She made her maiden voyage as a cargo ship in 1896, transporting sugar from the West Indies, cocoa, and coffee from Brazil and French Guiana to Nantes, France.

== History ==
Belem escaped the eruption of Mount Pelée in Saint-Pierre, Martinique, on 8 May 1902. On arriving at Saint Pierre ahead of the eruption, Captain Julien Chauvelon found that roadsteads were full of vessels. With no place to anchor the ship Chauvelon angrily decided to anchor some miles further away off a beach, which provided shelter when the volcano erupted.

She was sold in 1914 to Hugh Grosvenor, 2nd Duke of Westminster, who converted her to his private luxurious pleasure yacht, complete with two auxiliary Bolinder Diesel engines of 300 HP each.

In 1922 she became the property of Sir Ernest Guinness, of the Guinness family, who renamed her the Fantôme II and revised the rig from a square rigger. Guinness was Rear Commodore of the Royal St. George Yacht Club, in Kingstown, Ireland, from 1921 to 1939. He was Vice Commodore from 1940 to 1948. He took the Fântome II on a cruise in 1923 with his daughters Aileen, Maureen, and Oonagh. They sailed around the world via the Panama and Suez Canals including a visit to Spitsbergen. During her approach to Yokohama harbour while sailing the Pacific Ocean the barque managed to escape another catastrophe - an earthquake which destroyed the harbour and parts of Yokohama city. Guinness died in 1949. The Fântome II was moored in the roads of Cowes, Isle of Wight.
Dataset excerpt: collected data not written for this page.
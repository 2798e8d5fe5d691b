// SPDX-License-Identifier: AGPL-3.0
// Sharesink CLI - Command-line host

mod commands;
mod fs_provider;
mod picker;

use clap::{Args, Parser, Subcommand};
use commands::{SaveTarget, SettingsChange};
use sharesink_core::{AppError, SessionOutcome, SettingsStore, ShareAction};
use std::path::PathBuf;
use std::process::ExitCode;

#[derive(Parser, Debug)]
#[command(name = "sharesink", version, about = "Save shared files and text to storage")]
struct Cli {
    /// Settings file (defaults to the platform config directory)
    #[arg(long, global = true)]
    settings_file: Option<PathBuf>,

    #[command(subcommand)]
    command: Command,
}

#[derive(Args, Debug, Clone)]
struct TargetArgs {
    /// Destination file or directory; prompts when omitted
    #[arg(long)]
    to: Option<PathBuf>,

    /// Never prompt; a missing destination counts as cancelled
    #[arg(long)]
    no_input: bool,

    /// Write the decoded preview here when details are shown
    #[arg(long)]
    preview_out: Option<PathBuf>,
}

impl From<TargetArgs> for SaveTarget {
    fn from(args: TargetArgs) -> Self {
        SaveTarget {
            to: args.to,
            interactive: !args.no_input,
            preview_out: args.preview_out,
        }
    }
}

#[derive(Subcommand, Debug)]
enum Command {
    /// Save a shared file (path or URI)
    Send {
        source: String,
        /// MIME type announced by the sharer
        #[arg(long = "type")]
        mime_type: Option<String>,
        #[command(flatten)]
        target: TargetArgs,
    },
    /// Save a file opened with "view"
    View {
        source: String,
        #[command(flatten)]
        target: TargetArgs,
    },
    /// Save shared text as a text file
    Text {
        text: String,
        #[command(flatten)]
        target: TargetArgs,
    },
    /// Show metadata for a file without saving it
    Info {
        source: String,
        /// Decode an image preview
        #[arg(long)]
        preview: bool,
        #[arg(long)]
        preview_out: Option<PathBuf>,
    },
    /// Show or change settings
    Settings {
        #[arg(long)]
        skip_file_picker: Option<bool>,
        #[arg(long)]
        skip_file_details: Option<bool>,
        #[arg(long)]
        show_file_preview: Option<bool>,
        #[arg(long)]
        intercept_view_intents: Option<bool>,
        /// Remember a default save directory
        #[arg(long, conflicts_with = "clear_save_location")]
        save_location: Option<PathBuf>,
        #[arg(long)]
        clear_save_location: bool,
    },
}

fn open_store(path: Option<PathBuf>) -> Result<SettingsStore, AppError> {
    match path {
        Some(path) => SettingsStore::open(path),
        None => SettingsStore::new(),
    }
}

async fn run(cli: Cli) -> Result<ExitCode, AppError> {
    let store = open_store(cli.settings_file)?;

    let (intent, target) = match cli.command {
        Command::Send {
            source,
            mime_type,
            target,
        } => (
            commands::file_intent(ShareAction::Send, commands::parse_source(&source), mime_type),
            target,
        ),
        Command::View { source, target } => (
            commands::file_intent(ShareAction::View, commands::parse_source(&source), None),
            target,
        ),
        Command::Text { text, target } => (commands::text_intent(text), target),
        Command::Info {
            source,
            preview,
            preview_out,
        } => {
            let with_preview = preview || preview_out.is_some();
            commands::handle_info(commands::parse_source(&source), with_preview, preview_out).await?;
            return Ok(ExitCode::SUCCESS);
        }
        Command::Settings {
            skip_file_picker,
            skip_file_details,
            show_file_preview,
            intercept_view_intents,
            save_location,
            clear_save_location,
        } => {
            commands::apply_settings(
                &store,
                SettingsChange {
                    skip_file_picker,
                    skip_file_details,
                    show_file_preview,
                    intercept_view_intents,
                    default_save_location: save_location,
                    clear_default_save_location: clear_save_location,
                },
            )?;
            commands::show_settings(&store)?;
            return Ok(ExitCode::SUCCESS);
        }
    };

    let outcome = commands::handle_share(intent, store.get(), target.into()).await?;
    Ok(match outcome {
        SessionOutcome::Saved(_) | SessionOutcome::Cancelled => ExitCode::SUCCESS,
        SessionOutcome::Failed(_) | SessionOutcome::NothingToSave => ExitCode::FAILURE,
    })
}

#[tokio::main]
async fn main() -> ExitCode {
    // Initialize logging
    tracing_subscriber::fmt()
        .with_writer(std::io::stderr)
        .with_env_filter(
            tracing_subscriber::EnvFilter::from_default_env()
                .add_directive("sharesink_cli=info".parse().unwrap())
                .add_directive("sharesink_core=info".parse().unwrap()),
        )
        .init();

    tracing::info!("Starting Sharesink v{}", env!("CARGO_PKG_VERSION"));

    match run(Cli::parse()).await {
        Ok(code) => code,
        Err(e) => {
            tracing::error!("{}", e);
            eprintln!("Error: {}", e);
            ExitCode::FAILURE
        }
    }
}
In 1951 she was sold to the industrialist Vittorio Cini, who named her the Giorgio Cini after his son, who had died in a plane crash near Cannes on 31 August 1949 . She was rigged to a barkentine and used as a sail training ship until 1965, when she was considered too old for further use and was moored at the Island of San Giorgio Maggiore, Venice.
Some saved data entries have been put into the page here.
// SPDX-License-Identifier: AGPL-3.0
// Sharesink Core - Settings persistence
//
// Settings are stored in a local JSON file and handed to the share routing
// layer explicitly. The resolver and transfer engine never read them.

use crate::types::{AppError, ResourceRef};
use serde::{Deserialize, Serialize};
use std::fs;
use std::path::{Path, PathBuf};
use std::sync::RwLock;

/// User preferences (front-end agnostic)
#[derive(Debug, Clone, PartialEq, Eq, Serialize, Deserialize)]
#[serde(rename_all = "camelCase")]
pub struct AppSettings {
    /// Remembered directory used as picker start and for picker-less saves
    #[serde(default)]
    pub default_save_location: Option<ResourceRef>,
    /// Save straight into the default location without asking
    #[serde(default)]
    pub skip_file_picker: bool,
    /// Go straight to the picker without showing details
    #[serde(default = "default_skip_file_details")]
    pub skip_file_details: bool,
    /// Decode an image preview on the details screen
    #[serde(default)]
    pub show_file_preview: bool,
    /// Also handle "view" requests, not only "send"
    #[serde(default)]
    pub intercept_view_intents: bool,
}

fn default_skip_file_details() -> bool {
    true
}

impl Default for AppSettings {
    fn default() -> Self {
        Self {
            default_save_location: None,
            skip_file_picker: false,
            skip_file_details: default_skip_file_details(),
            show_file_preview: false,
            intercept_view_intents: false,
        }
    }
}

/// Host permission store for remembered directories
pub trait PermissionGrants {
    /// Persist a write grant for `location`
    fn take_write_grant(&self, location: &ResourceRef) -> Result<(), AppError>;
    /// Release any persisted grant for `location`
    fn release_grant(&self, location: &ResourceRef) -> Result<(), AppError>;
}

/// In-memory cache of settings, persisted to disk on changes
pub struct SettingsStore {
    settings: RwLock<AppSettings>,
    file_path: PathBuf,
}

impl SettingsStore {
    /// Create a settings store in the platform config directory
    pub fn new() -> Result<Self, AppError> {
        Self::open(Self::get_settings_path()?)
    }

    /// Create a settings store backed by `file_path`, loading it if present
    pub fn open(file_path: impl Into<PathBuf>) -> Result<Self, AppError> {
        let file_path = file_path.into();
        tracing::info!("Settings file path: {:?}", file_path);

        let settings = if file_path.exists() {
            let content = fs::read_to_string(&file_path)
                .map_err(|e| AppError::Io(format!("Failed to read settings: {}", e)))?;

            serde_json::from_str(&content).unwrap_or_else(|e| {
                tracing::warn!("Failed to parse settings, using defaults: {}", e);
                AppSettings::default()
            })
        } else {
            tracing::info!("No settings file found, using defaults");
            AppSettings::default()
        };

        let store = Self {
            settings: RwLock::new(settings),
            file_path,
        };

        if !store.file_path.exists() {
            store.persist(&store.read())?;
        }

        Ok(store)
    }

    fn get_settings_path() -> Result<PathBuf, AppError> {
        let config_dir = directories::ProjectDirs::from("com", "sharesink", "sharesink")
            .ok_or_else(|| AppError::InvalidConfig("Could not determine config directory".to_string()))?
            .config_dir()
            .to_path_buf();

        Ok(config_dir.join("settings.json"))
    }

    pub fn path(&self) -> &Path {
        &self.file_path
    }

    fn persist(&self, settings: &AppSettings) -> Result<(), AppError> {
        if let Some(parent) = self.file_path.parent() {
            fs::create_dir_all(parent)
                .map_err(|e| AppError::Io(format!("Failed to create config dir: {}", e)))?;
        }

        let content = serde_json::to_string_pretty(settings)?;
        fs::write(&self.file_path, content)
            .map_err(|e| AppError::Io(format!("Failed to write settings: {}", e)))?;

        Ok(())
    }

    fn read(&self) -> AppSettings {
        match self.settings.read() {
            Ok(guard) => guard.clone(),
            Err(poisoned) => poisoned.into_inner().clone(),
        }
    }

    /// Apply `f` to a copy, write it to disk, then swap it in. The cache is
    /// unchanged when the write fails.
    fn modify(&self, f: impl FnOnce(&mut AppSettings)) -> Result<(), AppError> {
        let mut settings = match self.settings.write() {
            Ok(guard) => guard,
            Err(poisoned) => poisoned.into_inner(),
        };

        let mut next = settings.clone();
        f(&mut next);

        if let Err(e) = self.persist(&next) {
            tracing::error!("Failed to persist settings: {}", e);
            return Err(e);
        }
        *settings = next;
        Ok(())
    }

    /// Get current settings
    pub fn get(&self) -> AppSettings {
        self.read()
    }

    /// Replace all settings and persist
    pub fn update(&self, new_settings: AppSettings) -> Result<(), AppError> {
        self.modify(|settings| *settings = new_settings)
    }

    pub fn set_skip_file_picker(&self, value: bool) -> Result<(), AppError> {
        tracing::debug!("skip_file_picker = {}", value);
        self.modify(|s| s.skip_file_picker = value)
    }

    pub fn set_skip_file_details(&self, value: bool) -> Result<(), AppError> {
        tracing::debug!("skip_file_details = {}", value);
        self.modify(|s| s.skip_file_details = value)
    }

    pub fn set_show_file_preview(&self, value: bool) -> Result<(), AppError> {
        tracing::debug!("show_file_preview = {}", value);
        self.modify(|s| s.show_file_preview = value)
    }

    pub fn set_intercept_view_intents(&self, value: bool) -> Result<(), AppError> {
        tracing::debug!("intercept_view_intents = {}", value);
        self.modify(|s| s.intercept_view_intents = value)
    }

    /// Store or clear the default save location.
    ///
    /// A write grant on the new location is taken before anything is stored;
    /// the grant on the previous location is released afterwards. If storing
    /// fails, the new grant is released again and nothing changes.
    pub fn update_default_save_location(
        &self,
        value: Option<ResourceRef>,
        grants: &dyn PermissionGrants,
    ) -> Result<(), AppError> {
        let current = self.read().default_save_location;
        if current == value {
            return Ok(());
        }

        if let Some(new) = &value {
            grants.take_write_grant(new)?;
        }
        if let Err(e) = self.modify(|s| s.default_save_location = value.clone()) {
            if let Some(new) = &value {
                if let Err(release) = grants.release_grant(new) {
                    tracing::warn!("Failed to release grant for {}: {}", new, release);
                }
            }
            return Err(e);
        }

        if let Some(old) = &current {
            if let Err(e) = grants.release_grant(old) {
                tracing::warn!("Failed to release grant for {}: {}", old, e);
            }
        }

        tracing::info!(
            "Default save location: {}",
            value.as_ref().map(|v| v.as_str()).unwrap_or("<none>")
        );
        Ok(())
    }

    pub fn clear_default_save_location(&self, grants: &dyn PermissionGrants) -> Result<(), AppError> {
        self.update_default_save_location(None, grants)
    }
}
In 1972 the Italian carabinieri attempted to restore her to the original barque rig. When this proved too expensive, she became the property of the shipyard. In 1976 the ship was re-rigged to a barque.

Finally, in January 1979, she came back to her home port as the Belem under tow by a French seagoing tug, flying the French flag after 65 years. Fully restored to her original condition, she began a new career as a sail training ship.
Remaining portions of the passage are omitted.